Last week, British MP Nadine Dorries admitted doing something with her email password that a lot of people thought sounded a bit crazy.
Passwords are supposed to be top secret but Dorries, it seems, pays little attention to any of that and simply hands it out to her office staff so they can help manage her bulging email inbox of political correspondence.
She described this novel password system in a tweet:
All my staff have my login details. A frequent shout when I manage to sit at my desk myself is, ‘what is the password?’
— Nadine Dorries (@NadineDorries) December 2, 2017
That’s it – if staff such as interns want her password, she tells them (or perhaps they tell her, we’re not sure).
The Twittersphere was unimpressed, pointing out:
- Isn’t password sharing against official House of Commons security advice?
- Doesn’t it also potentially compromise the accountability of MPs for acts carried out on their office computers (such as downloading porn, which First Secretary of State Damian Green has recently been accused of doing)?
But what Dorries and others like her may like to know is that there are ways to share access to your resources safely, and there are even safe ways to share passwords with colleagues when shared access isn’t an option.
Sharing access has become essential in many offices where employees work behind company profiles on sites like Facebook and LinkedIn, or, as in Dorries’ case, where multiple employees need access to a single email account or calendar.

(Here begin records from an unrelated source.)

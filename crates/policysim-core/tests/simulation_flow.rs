//! Integration tests for the simulation lifecycle against a scripted engine.

mod common;

use common::{simulation_body, Call, Reply, ScriptedTransport};
use policysim_core::{
    PolicyDraft, PolicyKind, PolicySimError, SimulationFlow, SimulationState, SubmitError,
    TransportError,
};

fn draft(name: &str) -> PolicyDraft {
    PolicyDraft::new(name, PolicyKind::EqualPay, 75.0, 3, 2_000_000.0)
}

#[tokio::test]
async fn test_flow_runs_to_success() {
    let transport = ScriptedTransport::new();
    transport.push(Reply::ok(simulation_body("Equal Pay 2025", 15.0))).await;
    let flow = SimulationFlow::new(transport.clone());

    let result = flow.run(&draft("Equal Pay 2025")).await.unwrap();

    assert_eq!(result.timeline().years(), vec![0, 1, 2, 3]);
    assert_eq!(result.final_metrics().pay_gap_reduction_percent, 8.0);
    assert!(matches!(flow.state(), SimulationState::Succeeded(_)));
    assert_eq!(
        transport.calls().await,
        vec![Call::Simulate("Equal Pay 2025".to_string())]
    );
}

#[tokio::test]
async fn test_invalid_draft_sends_nothing() {
    let transport = ScriptedTransport::new();
    let flow = SimulationFlow::new(transport.clone());

    let mut bad = draft("Too short");
    bad.duration_years = 0;
    let err = flow.run(&bad).await.unwrap_err();

    assert!(matches!(err, PolicySimError::Submit(SubmitError::Invalid(_))));
    assert_eq!(flow.state(), SimulationState::Idle);
    assert!(transport.calls().await.is_empty());
}

#[tokio::test]
async fn test_second_submit_while_in_flight_is_refused() {
    let transport = ScriptedTransport::new();
    let (reply, gate) = Reply::ok(simulation_body("First", 15.0)).held();
    transport.push(reply).await;
    transport.push(Reply::ok(simulation_body("Second", 10.0))).await;
    let flow = SimulationFlow::new(transport.clone());

    let first = tokio::spawn({
        let flow = flow.clone();
        async move { flow.run(&draft("First")).await }
    });
    transport.wait_for_calls(1).await;

    let err = flow.run(&draft("Second")).await.unwrap_err();
    assert!(matches!(err, PolicySimError::Submit(SubmitError::Busy { .. })));

    gate.notify_one();
    let result = first.await.unwrap().unwrap();
    assert_eq!(result.policy().name(), "First");

    // Exactly one accepted submission reached the engine
    assert_eq!(transport.calls().await, vec![Call::Simulate("First".to_string())]);
}

#[tokio::test]
async fn test_reset_discards_in_flight_response() {
    let transport = ScriptedTransport::new();
    let (reply, gate) = Reply::ok(simulation_body("Abandoned", 15.0)).held();
    transport.push(reply).await;
    let flow = SimulationFlow::new(transport.clone());

    let pending = tokio::spawn({
        let flow = flow.clone();
        async move { flow.run(&draft("Abandoned")).await }
    });
    transport.wait_for_calls(1).await;

    flow.reset();
    assert_eq!(flow.state(), SimulationState::Idle);

    gate.notify_one();
    let err = pending.await.unwrap().unwrap_err();
    assert!(err.is_stale());
    assert_eq!(err.user_message(), None);
    assert_eq!(flow.state(), SimulationState::Idle);
}

#[tokio::test]
async fn test_stale_response_does_not_overwrite_newer_request() {
    let transport = ScriptedTransport::new();
    let (old_reply, old_gate) = Reply::ok(simulation_body("Old", 20.0)).held();
    let (new_reply, new_gate) = Reply::ok(simulation_body("New", 12.0)).held();
    transport.push(old_reply).await;
    transport.push(new_reply).await;
    let flow = SimulationFlow::new(transport.clone());

    let old = tokio::spawn({
        let flow = flow.clone();
        async move { flow.run(&draft("Old")).await }
    });
    transport.wait_for_calls(1).await;
    flow.reset();

    let new = tokio::spawn({
        let flow = flow.clone();
        async move { flow.run(&draft("New")).await }
    });
    transport.wait_for_calls(2).await;

    old_gate.notify_one();
    assert!(old.await.unwrap().unwrap_err().is_stale());
    assert!(matches!(flow.state(), SimulationState::Submitting { .. }));

    new_gate.notify_one();
    let result = new.await.unwrap().unwrap();
    assert_eq!(result.policy().name(), "New");
    match flow.state() {
        SimulationState::Succeeded(result) => assert_eq!(result.policy().name(), "New"),
        other => panic!("unexpected state {other:?}"),
    }
}

#[tokio::test]
async fn test_transport_failure_keeps_previous_result() {
    let transport = ScriptedTransport::new();
    transport.push(Reply::ok(simulation_body("Baseline", 15.0))).await;
    transport
        .push(Reply::err(TransportError::Server {
            status: Some(400),
            message: "Percentage must be between 50 and 100".to_string(),
        }))
        .await;
    let flow = SimulationFlow::new(transport.clone());

    flow.run(&draft("Baseline")).await.unwrap();
    let err = flow.run(&draft("Retry")).await.unwrap_err();
    assert_eq!(
        err.user_message().as_deref(),
        Some("Percentage must be between 50 and 100")
    );

    assert_eq!(
        flow.state(),
        SimulationState::Failed {
            message: "Percentage must be between 50 and 100".to_string()
        }
    );
    let controller = flow.controller().lock();
    assert_eq!(
        controller.last_result().map(|r| r.policy().name().to_string()),
        Some("Baseline".to_string())
    );
}

#[tokio::test]
async fn test_explain_passes_through() {
    let transport = ScriptedTransport::new();
    transport.push(Reply::ok(simulation_body("Explained", 15.0))).await;
    transport
        .push(Reply::ok(serde_json::json!({"success": true, "explanation": "Strong progress."})))
        .await;
    let flow = SimulationFlow::new(transport.clone());

    let result = flow.run(&draft("Explained")).await.unwrap();
    let text = flow.transport().explain(&result).await.unwrap();
    assert_eq!(text, "Strong progress.");

    let calls = transport.calls().await;
    assert_eq!(calls[1], Call::Explain("Explained".to_string()));
}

The best way to do this is with something like delegated access, available in both the Microsoft Exchange and Google for business environments, where each user has an individual account.
Sometimes, sharing passwords is the only option though. It is essential for services like Twitter that don’t provide ways for multiple accounts to access a single profile, for example. A password manager such as LastPass is the best option here.
In both cases, access can be granted without secondary users being able to see passwords, which means these can’t leak out in plaintext or be re-purposed as part of credential stuffing attacks. Access can also be revoked at any time (revoking access where everyone just knows the boss’s password means changing the password every time somebody leaves and since that inconveniences everybody who uses it, it often doesn’t happen).
Some might have qualms about doing this for email accounts (attackers might in theory compromise the secondary user’s PC and abuse its access) but it would still be better than writing down a password, shouting it out in the office where it can be overheard, or anything else that increases the number of people who have to display good password hygiene to keep a system secure.
It also avoids what Dorries might call the ‘Damian Green defence’ of plausible deniability – that MPs can’t be held responsible for what is downloaded to their computers because other people were accessing their email account from the same machine and might have been responsible.
Secure sharing makes clear that each person can access an account from their own computer, sidestepping the issue.
But perhaps simply finessing password sharing is to miss the bigger takeaway from the great Dorries password debate of 2017: that there is an urgent need to stop relying on passwords alone and move to better authentication.
On that score, a blog by the Parliamentary Digital Service analysing the cyberattack on the House’s email system last summer noted that the recent roll-out of multi-factor authentication (MFA) to new MPs had helped reduce the effects of the breach.
Said PDS director, Rob Greig, on the sudden importance of MFA:
What was going to be a planned and careful roll-out designed to tackle legacy systems going back years, became an intense period of activity to get every user account secured.
Presumably, the PDS will have read of the password-sharing shenanigans of Dorries and her fellow MPs and immediately moved all of them up the MFA priority list.